La fréquence d’opération des transistors dans les circuits intégrés est proportionnelle à leur
consommation dynamique d’énergie. Par conséquent, les techniques de conception permettant
de réduire dynamiquement le nombre de transistors en opération sont très largement
adoptées pour améliorer l’efficience énergétique des processeurs. La technique de clock-gating
est particulièrement usitée dans les circuits synchrones, car elle réduit l’impact de l’horloge
globale, qui est la principale source d’activité. La microarchitecture KeyRing présentée dans
cette thèse utilise une méthode de synchronisation décentralisée et asynchrone pour réduire
l’activité des circuits. Elle est dérivée du processeur AnARM, un processeur développé par
Octasic sur la base d’une microarchitecture asynchrone ad hoc. Bien qu’il soit plus efficient
en énergie que des alternatives synchrones, le AnARM est essentiellement incompatible avec
les méthodes de synthèse et d’analyse temporelle statique standards. De plus, sa technique
de conception ad hoc ne s’inscrit que partiellement dans les paradigmes de conceptions asynchrones.
Cette thèse propose une approche rigoureuse pour définir les principes généraux
de cette technique de conception ad hoc, en faisant levier sur la littérature asynchrone. La
microarchitecture KeyRing qui en résulte est développée en association avec une méthode
de conception automatisée, qui permet de s’affranchir des incompatibilités natives existant
entre les outils de conception et les systèmes asynchrones. La méthode proposée permet de
pleinement mettre à profit les flots de conception standards de l’industrie microélectronique
pour réaliser la synthèse et la vérification des circuits KeyRing. Cette thèse propose également
des protocoles expérimentaux, dont le but est de renforcer la relation de causalité
entre la microarchitecture KeyRing et une réduction de la consommation énergétique des
processeurs, comparativement à des alternatives synchrones équivalentes.----------ABSTRACT
Over the last years, microprocessors have had to increase their performances while keeping
their power envelope within tight bounds, as dictated by the needs of various markets: from
the ultra-low power requirements of the IoT, to the electrical power consumption budget
in enterprise servers, by way of passive cooling and day-long battery life in mobile devices.
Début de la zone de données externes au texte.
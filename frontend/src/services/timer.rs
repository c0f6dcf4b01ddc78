//! Browser clock for the refresh scheduler.

use gloo_timers::callback::Timeout;
use std::time::Duration;
use vaultage::Timer;

/// `setTimeout`-backed [`Timer`]; dropping the [`Timeout`] clears it.
#[derive(Clone, Copy, Debug, Default)]
pub struct BrowserTimer;

impl Timer for BrowserTimer {
    type Handle = Timeout;

    fn start(&self, delay: Duration, task: Box<dyn FnOnce()>) -> Timeout {
        Timeout::new(timeout_millis(delay), task)
    }
}

fn timeout_millis(delay: Duration) -> u32 {
    u32::try_from(delay.as_millis()).unwrap_or(u32::MAX)
}
//! Footer component

use leptos::*;

#[component]
pub fn Footer() -> impl IntoView {
    view! {
        <footer>
            <div>"QuasarVaultage • Powered by " <span class="rust-badge">"🦀 Rust + Leptos"</span></div>
        </footer>
    }
}
//! Minimal single-threaded listener list.
//!
//! Controllers use it to tell the view layer that their state changed and
//! to emit domain events (upload completed, refresh token bumped).

use std::cell::RefCell;
use std::rc::Rc;

/// Callbacks invoked synchronously, in subscription order.
pub struct Listeners<E> {
    callbacks: RefCell<Vec<Rc<dyn Fn(&E)>>>,
}

impl<E> Listeners<E> {
    pub fn new() -> Self {
        Self {
            callbacks: RefCell::new(Vec::new()),
        }
    }

    pub fn subscribe(&self, callback: impl Fn(&E) + 'static) {
        self.callbacks.borrow_mut().push(Rc::new(callback));
    }

    /// Invoke every callback with `event`.
    ///
    /// The list is snapshotted first, so a callback may subscribe further
    /// listeners without a re-entrant borrow.
    pub fn emit(&self, event: &E) {
        let callbacks: Vec<_> = self.callbacks.borrow().iter().cloned().collect();
        for callback in callbacks {
            callback(event);
        }
    }

    pub fn len(&self) -> usize {
        self.callbacks.borrow().len()
    }

    pub fn is_empty(&self) -> bool {
        self.len() == 0
    }
}

impl<E> Default for Listeners<E> {
    fn default() -> Self {
        Self::new()
    }
}

#[cfg(test)]
mod tests {
    use super::*;
    use std::cell::Cell;

    #[test]
    fn test_emit_reaches_every_listener() {
        let listeners = Listeners::<u32>::new();
        let total = Rc::new(Cell::new(0));

        for _ in 0..3 {
            let total = total.clone();
            listeners.subscribe(move |n| total.set(total.get() + n));
        }
        listeners.emit(&5);

        assert_eq!(total.get(), 15);
        assert_eq!(listeners.len(), 3);
    }

    #[test]
    fn test_subscribe_during_emit() {
        let listeners = Rc::new(Listeners::<()>::new());
        let inner = listeners.clone();
        listeners.subscribe(move |_| inner.subscribe(|_| {}));

        listeners.emit(&());
        assert_eq!(listeners.len(), 2);
    }
}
This high demand for power-efficient processors, coupled with the limitations of technology
scaling—which no longer provides improved performances at constant power densities—, is
leading designers to explore new microarchitectures with the goal of pulling more performances
out of a fixed power budget. This work enters into this trend by proposing a new
processor microarchitecture, called KeyRing, having a low-power design intent.
The switching activity of integrated circuits—i.e. transistors switching on and off—directly
affects their dynamic power consumption. Circuit-level design techniques such as clock-gating
are widely adopted as they dramatically reduce the impact of the global clock in synchronous
circuits, which constitutes the main source of switching activity. The KeyRing microarchitecture
presented in this work uses an asynchronous clocking scheme that relies on decentralized
synchronization mechanisms to reduce the switching activity of circuits. It is derived from
the AnARM, a power-efficient ARM processor developed by Octasic using an ad hoc asynchronous
microarchitecture. Although it delivers better power-efficiency than synchronous
alternatives, it is for the most part incompatible with standard timing-driven synthesis and
Static Timing Analysis (STA). In addition, its design style does not fit well within the existing
asynchronous design paradigms. This work lays the foundations for a more rigorous
definition of this rather unorthodox design style, using circuits and methods coming from the
asynchronous literature. The resulting KeyRing microarchitecture is developed in combination
with Electronic Design Automation (EDA) methods that alleviate incompatibility issues
related to ad hoc clocking, enabling timing-driven optimizations and verifications of KeyRing
circuits using industry-standard design flows. In addition to bridging the gap with standard
design practices, this work also proposes comprehensive experimental protocols that aims to
strengthen the causal relation between the reported asynchronous microarchitecture and a
reduced power consumption compared with synchronous alternatives.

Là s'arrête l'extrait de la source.